### WORK TO COMPLETE
The entries below hold a line with "pub mod static_files;" and a line with "rupees. Kept as an". Return those lines and all that lie between them, exactly and only.

### TASK MATERIAL
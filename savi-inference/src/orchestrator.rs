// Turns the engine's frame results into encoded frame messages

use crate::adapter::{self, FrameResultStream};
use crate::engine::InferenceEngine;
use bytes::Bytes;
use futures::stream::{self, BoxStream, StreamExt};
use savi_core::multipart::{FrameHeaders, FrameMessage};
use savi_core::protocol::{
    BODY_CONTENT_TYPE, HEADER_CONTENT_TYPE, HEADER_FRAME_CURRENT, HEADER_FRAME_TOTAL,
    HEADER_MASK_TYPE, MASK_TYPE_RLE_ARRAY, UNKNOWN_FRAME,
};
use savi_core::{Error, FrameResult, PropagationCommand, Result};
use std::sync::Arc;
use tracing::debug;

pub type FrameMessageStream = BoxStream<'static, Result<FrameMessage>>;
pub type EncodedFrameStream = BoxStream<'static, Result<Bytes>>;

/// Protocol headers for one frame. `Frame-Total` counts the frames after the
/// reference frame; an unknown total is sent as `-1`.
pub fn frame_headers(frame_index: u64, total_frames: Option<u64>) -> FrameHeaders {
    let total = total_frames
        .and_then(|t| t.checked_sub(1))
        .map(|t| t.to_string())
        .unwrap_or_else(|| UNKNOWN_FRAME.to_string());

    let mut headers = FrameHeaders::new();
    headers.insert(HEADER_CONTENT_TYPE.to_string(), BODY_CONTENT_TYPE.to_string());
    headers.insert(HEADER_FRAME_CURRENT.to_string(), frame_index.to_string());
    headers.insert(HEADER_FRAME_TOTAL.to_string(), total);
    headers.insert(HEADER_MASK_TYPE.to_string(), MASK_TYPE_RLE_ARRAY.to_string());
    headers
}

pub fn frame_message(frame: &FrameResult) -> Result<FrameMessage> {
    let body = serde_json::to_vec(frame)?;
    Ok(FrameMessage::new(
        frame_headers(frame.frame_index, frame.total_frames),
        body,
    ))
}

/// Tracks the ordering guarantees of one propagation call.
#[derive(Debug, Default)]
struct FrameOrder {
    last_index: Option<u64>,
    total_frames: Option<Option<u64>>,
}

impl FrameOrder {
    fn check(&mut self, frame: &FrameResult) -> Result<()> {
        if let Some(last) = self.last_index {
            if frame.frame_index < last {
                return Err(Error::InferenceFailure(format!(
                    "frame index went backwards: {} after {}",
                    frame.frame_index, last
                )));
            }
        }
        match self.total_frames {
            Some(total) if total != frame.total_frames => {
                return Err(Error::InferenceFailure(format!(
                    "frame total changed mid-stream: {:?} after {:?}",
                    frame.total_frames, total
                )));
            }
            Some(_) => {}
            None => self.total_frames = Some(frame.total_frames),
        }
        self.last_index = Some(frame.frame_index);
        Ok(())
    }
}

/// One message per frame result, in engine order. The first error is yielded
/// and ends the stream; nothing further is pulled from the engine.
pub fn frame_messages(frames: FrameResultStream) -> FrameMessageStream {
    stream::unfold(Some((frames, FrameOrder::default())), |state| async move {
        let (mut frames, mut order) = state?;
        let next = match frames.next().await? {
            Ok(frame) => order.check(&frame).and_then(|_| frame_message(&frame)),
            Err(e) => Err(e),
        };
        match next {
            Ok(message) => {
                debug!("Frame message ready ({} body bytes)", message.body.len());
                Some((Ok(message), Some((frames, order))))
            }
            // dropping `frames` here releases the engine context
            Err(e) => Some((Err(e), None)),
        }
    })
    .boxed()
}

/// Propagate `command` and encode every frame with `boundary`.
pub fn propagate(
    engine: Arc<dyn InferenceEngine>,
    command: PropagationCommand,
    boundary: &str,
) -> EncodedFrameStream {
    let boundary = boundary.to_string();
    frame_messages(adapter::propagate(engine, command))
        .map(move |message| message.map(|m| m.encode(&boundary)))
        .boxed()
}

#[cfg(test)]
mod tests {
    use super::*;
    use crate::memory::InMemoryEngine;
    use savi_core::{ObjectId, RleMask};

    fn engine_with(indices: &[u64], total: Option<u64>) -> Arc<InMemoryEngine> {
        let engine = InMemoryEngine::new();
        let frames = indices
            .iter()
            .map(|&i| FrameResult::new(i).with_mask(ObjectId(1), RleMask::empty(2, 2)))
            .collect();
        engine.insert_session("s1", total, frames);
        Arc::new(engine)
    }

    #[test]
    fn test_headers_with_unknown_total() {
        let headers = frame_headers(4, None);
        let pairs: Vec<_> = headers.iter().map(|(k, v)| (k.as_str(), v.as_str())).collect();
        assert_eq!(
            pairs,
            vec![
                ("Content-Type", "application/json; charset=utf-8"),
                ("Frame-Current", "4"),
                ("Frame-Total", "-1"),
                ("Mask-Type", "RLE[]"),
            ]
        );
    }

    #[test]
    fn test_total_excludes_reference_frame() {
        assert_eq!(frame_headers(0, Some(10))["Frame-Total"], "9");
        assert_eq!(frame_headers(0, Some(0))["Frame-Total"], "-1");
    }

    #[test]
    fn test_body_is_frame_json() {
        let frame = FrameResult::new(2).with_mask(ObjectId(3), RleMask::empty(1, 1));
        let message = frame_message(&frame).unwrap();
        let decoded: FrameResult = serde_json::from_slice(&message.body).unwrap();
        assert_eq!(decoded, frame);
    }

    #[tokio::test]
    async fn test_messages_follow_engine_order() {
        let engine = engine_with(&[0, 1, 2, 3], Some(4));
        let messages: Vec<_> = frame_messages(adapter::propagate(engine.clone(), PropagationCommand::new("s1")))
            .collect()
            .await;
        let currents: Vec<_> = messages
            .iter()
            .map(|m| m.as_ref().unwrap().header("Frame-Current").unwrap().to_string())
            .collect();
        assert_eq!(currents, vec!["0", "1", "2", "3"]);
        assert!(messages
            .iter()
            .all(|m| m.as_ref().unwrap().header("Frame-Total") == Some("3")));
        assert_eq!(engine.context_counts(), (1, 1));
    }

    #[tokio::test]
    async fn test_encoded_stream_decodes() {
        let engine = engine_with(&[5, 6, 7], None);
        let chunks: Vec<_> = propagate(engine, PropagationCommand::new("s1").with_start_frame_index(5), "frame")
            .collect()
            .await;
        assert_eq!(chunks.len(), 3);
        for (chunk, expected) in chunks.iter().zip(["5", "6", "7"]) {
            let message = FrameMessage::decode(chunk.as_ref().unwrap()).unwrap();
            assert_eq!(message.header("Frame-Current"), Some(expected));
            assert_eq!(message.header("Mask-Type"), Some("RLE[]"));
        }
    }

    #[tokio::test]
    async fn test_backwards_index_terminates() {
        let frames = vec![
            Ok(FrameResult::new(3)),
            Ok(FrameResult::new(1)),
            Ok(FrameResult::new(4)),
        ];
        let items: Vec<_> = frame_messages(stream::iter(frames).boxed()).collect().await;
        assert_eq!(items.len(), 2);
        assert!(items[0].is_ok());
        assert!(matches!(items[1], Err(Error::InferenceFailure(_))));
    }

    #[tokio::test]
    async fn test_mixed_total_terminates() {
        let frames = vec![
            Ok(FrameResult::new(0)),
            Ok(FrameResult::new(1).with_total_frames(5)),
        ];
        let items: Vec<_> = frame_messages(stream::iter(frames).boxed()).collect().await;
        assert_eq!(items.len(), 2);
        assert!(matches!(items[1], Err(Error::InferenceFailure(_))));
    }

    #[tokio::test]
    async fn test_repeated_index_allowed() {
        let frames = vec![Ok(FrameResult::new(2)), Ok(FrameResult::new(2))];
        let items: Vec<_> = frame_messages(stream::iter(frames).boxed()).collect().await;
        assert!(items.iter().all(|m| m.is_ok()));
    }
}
---
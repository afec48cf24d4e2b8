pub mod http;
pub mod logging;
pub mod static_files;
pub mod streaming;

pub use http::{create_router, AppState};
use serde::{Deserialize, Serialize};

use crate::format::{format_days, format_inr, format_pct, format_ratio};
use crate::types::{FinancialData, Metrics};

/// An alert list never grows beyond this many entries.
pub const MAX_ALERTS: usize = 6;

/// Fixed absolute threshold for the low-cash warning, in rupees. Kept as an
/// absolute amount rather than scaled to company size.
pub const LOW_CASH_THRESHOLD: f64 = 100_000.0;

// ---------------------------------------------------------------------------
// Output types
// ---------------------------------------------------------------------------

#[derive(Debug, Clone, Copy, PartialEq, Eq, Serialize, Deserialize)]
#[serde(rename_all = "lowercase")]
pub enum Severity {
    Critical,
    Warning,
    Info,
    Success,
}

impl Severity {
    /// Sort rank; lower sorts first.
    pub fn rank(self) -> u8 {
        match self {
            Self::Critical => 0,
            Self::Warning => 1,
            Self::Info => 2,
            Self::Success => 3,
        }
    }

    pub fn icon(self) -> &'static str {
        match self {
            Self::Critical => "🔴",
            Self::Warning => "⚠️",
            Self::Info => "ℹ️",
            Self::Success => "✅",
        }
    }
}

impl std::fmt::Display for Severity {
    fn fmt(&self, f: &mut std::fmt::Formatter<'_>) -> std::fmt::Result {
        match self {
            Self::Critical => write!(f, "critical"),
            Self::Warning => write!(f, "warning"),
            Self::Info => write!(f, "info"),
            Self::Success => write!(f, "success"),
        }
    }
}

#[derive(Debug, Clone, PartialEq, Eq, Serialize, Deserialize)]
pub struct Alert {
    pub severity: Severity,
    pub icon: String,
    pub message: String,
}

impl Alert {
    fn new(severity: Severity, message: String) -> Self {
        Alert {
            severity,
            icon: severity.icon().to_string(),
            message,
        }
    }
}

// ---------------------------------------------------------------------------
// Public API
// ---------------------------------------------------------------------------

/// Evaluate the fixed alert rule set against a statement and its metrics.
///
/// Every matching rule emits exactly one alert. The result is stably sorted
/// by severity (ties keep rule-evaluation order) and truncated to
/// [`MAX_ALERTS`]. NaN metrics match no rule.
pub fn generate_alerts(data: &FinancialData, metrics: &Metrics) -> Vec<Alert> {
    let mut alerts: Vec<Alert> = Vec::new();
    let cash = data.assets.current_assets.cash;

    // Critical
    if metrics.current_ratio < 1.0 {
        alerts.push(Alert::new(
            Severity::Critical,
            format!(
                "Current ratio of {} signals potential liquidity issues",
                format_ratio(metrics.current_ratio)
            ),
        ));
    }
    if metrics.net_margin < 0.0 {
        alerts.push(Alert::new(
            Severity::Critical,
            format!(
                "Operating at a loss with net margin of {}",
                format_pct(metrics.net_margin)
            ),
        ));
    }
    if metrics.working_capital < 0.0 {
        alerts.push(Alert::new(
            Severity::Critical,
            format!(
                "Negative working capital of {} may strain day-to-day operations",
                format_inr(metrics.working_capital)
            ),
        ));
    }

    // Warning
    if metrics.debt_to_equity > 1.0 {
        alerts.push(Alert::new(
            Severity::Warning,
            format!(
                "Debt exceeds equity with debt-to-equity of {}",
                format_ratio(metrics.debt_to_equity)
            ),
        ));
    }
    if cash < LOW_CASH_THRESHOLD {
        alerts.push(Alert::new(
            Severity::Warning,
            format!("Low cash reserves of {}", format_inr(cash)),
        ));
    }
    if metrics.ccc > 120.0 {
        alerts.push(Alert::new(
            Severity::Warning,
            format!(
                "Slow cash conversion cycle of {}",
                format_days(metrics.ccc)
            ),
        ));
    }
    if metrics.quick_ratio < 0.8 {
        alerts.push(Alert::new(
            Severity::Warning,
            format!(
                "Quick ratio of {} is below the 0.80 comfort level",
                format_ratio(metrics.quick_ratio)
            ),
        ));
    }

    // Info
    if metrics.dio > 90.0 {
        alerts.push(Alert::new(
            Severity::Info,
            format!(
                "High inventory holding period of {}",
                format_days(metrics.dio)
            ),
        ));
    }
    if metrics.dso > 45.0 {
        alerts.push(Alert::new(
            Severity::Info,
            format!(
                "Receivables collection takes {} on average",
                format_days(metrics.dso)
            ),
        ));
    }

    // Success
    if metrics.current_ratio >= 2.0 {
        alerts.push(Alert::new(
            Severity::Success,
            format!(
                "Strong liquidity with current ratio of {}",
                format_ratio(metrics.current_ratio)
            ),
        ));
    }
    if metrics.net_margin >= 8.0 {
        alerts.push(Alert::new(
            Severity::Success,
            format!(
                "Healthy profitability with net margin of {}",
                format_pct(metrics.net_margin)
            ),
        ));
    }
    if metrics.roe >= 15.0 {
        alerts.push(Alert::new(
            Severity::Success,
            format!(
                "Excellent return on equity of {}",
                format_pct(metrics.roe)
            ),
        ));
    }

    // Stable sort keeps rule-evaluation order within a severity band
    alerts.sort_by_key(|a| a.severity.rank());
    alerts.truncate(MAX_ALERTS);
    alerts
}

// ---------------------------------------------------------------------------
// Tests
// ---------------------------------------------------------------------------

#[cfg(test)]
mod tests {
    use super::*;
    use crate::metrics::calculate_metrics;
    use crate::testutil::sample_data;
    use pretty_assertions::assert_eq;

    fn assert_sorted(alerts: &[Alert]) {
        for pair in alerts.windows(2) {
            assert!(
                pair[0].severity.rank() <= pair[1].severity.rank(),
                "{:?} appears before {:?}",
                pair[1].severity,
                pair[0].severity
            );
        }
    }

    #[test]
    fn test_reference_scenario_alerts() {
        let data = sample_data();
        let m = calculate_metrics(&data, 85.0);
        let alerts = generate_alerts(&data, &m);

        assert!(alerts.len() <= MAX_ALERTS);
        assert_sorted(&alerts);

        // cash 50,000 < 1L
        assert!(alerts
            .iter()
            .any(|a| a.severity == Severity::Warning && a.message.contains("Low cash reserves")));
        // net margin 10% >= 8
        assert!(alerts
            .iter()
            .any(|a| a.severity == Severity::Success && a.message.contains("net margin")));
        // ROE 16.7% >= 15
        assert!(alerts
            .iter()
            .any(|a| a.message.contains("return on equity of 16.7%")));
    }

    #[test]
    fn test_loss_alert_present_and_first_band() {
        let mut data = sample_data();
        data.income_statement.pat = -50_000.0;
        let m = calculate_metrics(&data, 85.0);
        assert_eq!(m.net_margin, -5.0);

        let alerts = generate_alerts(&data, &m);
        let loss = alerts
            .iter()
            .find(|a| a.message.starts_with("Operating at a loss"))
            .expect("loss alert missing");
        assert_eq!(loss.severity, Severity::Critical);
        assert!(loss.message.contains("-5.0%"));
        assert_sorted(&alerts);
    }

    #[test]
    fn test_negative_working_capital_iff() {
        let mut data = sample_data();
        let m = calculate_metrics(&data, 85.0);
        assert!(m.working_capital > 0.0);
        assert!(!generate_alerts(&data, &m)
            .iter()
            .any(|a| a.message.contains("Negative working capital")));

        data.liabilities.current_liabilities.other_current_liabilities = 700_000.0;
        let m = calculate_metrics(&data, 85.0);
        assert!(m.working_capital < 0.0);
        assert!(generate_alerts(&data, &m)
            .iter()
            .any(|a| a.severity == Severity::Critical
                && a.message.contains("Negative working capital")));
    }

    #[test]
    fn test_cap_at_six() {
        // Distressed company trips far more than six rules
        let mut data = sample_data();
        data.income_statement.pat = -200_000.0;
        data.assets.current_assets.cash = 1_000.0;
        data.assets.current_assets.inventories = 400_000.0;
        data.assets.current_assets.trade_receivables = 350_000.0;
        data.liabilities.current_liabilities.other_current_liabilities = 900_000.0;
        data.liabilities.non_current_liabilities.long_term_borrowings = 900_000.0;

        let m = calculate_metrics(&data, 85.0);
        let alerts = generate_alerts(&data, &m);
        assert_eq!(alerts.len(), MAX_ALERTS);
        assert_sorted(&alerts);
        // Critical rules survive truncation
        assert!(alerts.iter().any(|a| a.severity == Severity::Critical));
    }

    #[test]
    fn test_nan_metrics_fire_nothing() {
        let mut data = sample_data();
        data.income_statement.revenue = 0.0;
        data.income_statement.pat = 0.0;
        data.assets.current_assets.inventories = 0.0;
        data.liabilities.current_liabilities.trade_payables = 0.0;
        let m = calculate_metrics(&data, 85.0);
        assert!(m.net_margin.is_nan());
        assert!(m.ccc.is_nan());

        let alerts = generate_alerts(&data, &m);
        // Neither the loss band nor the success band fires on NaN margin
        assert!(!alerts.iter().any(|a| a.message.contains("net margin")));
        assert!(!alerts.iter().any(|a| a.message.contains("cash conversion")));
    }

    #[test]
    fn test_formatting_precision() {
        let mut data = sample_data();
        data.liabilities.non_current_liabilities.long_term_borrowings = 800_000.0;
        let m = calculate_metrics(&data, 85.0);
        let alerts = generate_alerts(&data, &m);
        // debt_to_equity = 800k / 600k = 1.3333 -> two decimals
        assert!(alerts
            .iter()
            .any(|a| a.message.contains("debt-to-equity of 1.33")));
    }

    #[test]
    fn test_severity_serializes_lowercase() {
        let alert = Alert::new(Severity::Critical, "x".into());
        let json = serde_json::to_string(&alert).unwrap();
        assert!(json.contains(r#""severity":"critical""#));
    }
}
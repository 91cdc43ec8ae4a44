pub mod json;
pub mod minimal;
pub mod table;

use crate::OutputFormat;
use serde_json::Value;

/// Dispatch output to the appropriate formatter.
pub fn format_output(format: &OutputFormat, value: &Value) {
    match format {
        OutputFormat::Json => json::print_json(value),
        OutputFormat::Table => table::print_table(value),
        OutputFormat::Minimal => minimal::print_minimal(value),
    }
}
...
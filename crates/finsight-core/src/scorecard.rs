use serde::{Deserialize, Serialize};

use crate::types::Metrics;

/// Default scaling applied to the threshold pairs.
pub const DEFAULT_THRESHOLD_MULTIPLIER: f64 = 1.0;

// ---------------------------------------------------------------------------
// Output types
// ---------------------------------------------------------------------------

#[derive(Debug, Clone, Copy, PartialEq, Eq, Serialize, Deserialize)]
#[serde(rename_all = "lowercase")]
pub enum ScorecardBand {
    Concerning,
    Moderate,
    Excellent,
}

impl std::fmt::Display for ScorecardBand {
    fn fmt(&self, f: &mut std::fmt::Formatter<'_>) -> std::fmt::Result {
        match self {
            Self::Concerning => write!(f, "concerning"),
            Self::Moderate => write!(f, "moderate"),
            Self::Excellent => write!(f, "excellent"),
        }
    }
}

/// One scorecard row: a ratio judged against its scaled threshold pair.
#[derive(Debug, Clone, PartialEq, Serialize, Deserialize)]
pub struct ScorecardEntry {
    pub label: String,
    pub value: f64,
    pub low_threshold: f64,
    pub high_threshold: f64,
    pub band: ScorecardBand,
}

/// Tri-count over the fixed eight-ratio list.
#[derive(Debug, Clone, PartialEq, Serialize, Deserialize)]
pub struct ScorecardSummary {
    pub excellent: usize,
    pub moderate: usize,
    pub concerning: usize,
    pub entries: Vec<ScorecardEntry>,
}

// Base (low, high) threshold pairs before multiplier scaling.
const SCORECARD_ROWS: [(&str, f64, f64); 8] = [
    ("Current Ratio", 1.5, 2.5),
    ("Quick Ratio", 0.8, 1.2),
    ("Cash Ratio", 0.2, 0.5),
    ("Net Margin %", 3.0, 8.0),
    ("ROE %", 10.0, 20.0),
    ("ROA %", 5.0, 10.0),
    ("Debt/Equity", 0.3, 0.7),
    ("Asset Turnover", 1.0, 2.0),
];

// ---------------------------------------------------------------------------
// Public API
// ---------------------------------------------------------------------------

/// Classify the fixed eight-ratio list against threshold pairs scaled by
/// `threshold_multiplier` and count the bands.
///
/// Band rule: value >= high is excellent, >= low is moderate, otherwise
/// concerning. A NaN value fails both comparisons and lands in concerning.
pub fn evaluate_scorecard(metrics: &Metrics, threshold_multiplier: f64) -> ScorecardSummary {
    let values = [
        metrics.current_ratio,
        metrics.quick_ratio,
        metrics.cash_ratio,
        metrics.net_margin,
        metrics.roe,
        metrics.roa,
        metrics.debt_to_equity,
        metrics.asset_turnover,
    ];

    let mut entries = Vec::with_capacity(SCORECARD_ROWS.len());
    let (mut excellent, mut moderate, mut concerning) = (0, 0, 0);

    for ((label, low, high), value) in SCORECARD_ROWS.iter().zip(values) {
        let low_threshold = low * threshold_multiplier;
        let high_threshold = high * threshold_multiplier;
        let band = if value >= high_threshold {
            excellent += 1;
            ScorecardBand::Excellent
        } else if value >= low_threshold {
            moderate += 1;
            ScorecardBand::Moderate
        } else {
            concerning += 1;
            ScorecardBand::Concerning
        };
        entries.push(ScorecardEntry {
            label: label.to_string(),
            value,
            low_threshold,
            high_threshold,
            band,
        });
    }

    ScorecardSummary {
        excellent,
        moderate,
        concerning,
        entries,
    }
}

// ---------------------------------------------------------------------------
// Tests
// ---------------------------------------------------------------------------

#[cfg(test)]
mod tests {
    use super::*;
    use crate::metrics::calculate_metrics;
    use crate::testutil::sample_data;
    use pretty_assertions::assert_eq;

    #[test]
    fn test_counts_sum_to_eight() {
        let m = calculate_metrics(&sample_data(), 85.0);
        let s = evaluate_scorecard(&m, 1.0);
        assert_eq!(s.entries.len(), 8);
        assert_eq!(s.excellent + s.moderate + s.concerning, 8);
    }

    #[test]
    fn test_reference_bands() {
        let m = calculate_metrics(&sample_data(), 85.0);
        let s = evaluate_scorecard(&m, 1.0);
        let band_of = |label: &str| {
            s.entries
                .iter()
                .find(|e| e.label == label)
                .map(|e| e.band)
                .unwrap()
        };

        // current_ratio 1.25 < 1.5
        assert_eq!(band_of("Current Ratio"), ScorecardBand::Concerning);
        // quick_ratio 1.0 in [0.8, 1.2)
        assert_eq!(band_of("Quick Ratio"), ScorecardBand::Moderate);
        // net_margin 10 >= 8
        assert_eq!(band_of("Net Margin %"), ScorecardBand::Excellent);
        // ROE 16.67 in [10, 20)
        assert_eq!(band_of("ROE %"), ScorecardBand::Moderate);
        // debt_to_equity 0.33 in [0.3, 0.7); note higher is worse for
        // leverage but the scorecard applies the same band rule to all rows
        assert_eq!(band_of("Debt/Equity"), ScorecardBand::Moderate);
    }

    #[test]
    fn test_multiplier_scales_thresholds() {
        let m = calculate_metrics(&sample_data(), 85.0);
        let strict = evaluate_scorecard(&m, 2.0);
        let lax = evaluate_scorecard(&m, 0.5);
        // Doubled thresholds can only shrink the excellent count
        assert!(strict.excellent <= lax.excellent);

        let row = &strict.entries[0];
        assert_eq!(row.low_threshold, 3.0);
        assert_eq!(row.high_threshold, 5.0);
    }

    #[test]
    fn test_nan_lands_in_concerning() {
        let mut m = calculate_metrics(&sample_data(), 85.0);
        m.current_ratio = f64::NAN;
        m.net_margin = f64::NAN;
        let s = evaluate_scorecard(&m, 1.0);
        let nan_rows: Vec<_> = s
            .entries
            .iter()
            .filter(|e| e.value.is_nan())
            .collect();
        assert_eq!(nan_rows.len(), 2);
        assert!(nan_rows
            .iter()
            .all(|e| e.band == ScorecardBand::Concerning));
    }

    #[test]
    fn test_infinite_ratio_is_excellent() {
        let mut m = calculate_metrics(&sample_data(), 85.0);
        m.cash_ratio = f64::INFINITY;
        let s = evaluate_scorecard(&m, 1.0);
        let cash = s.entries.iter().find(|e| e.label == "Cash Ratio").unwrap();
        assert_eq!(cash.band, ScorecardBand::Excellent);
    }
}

### ANSWER SPACE
pub mod static_files;
pub mod streaming;

pub use http::{create_router, AppState};
use serde::{Deserialize, Serialize};

use crate::format::{format_days, format_inr, format_pct, format_ratio};
use crate::types::{FinancialData, Metrics};

/// An alert list never grows beyond this many entries.
pub const MAX_ALERTS: usize = 6;

/// Fixed absolute threshold for the low-cash warning, in rupees. Kept as an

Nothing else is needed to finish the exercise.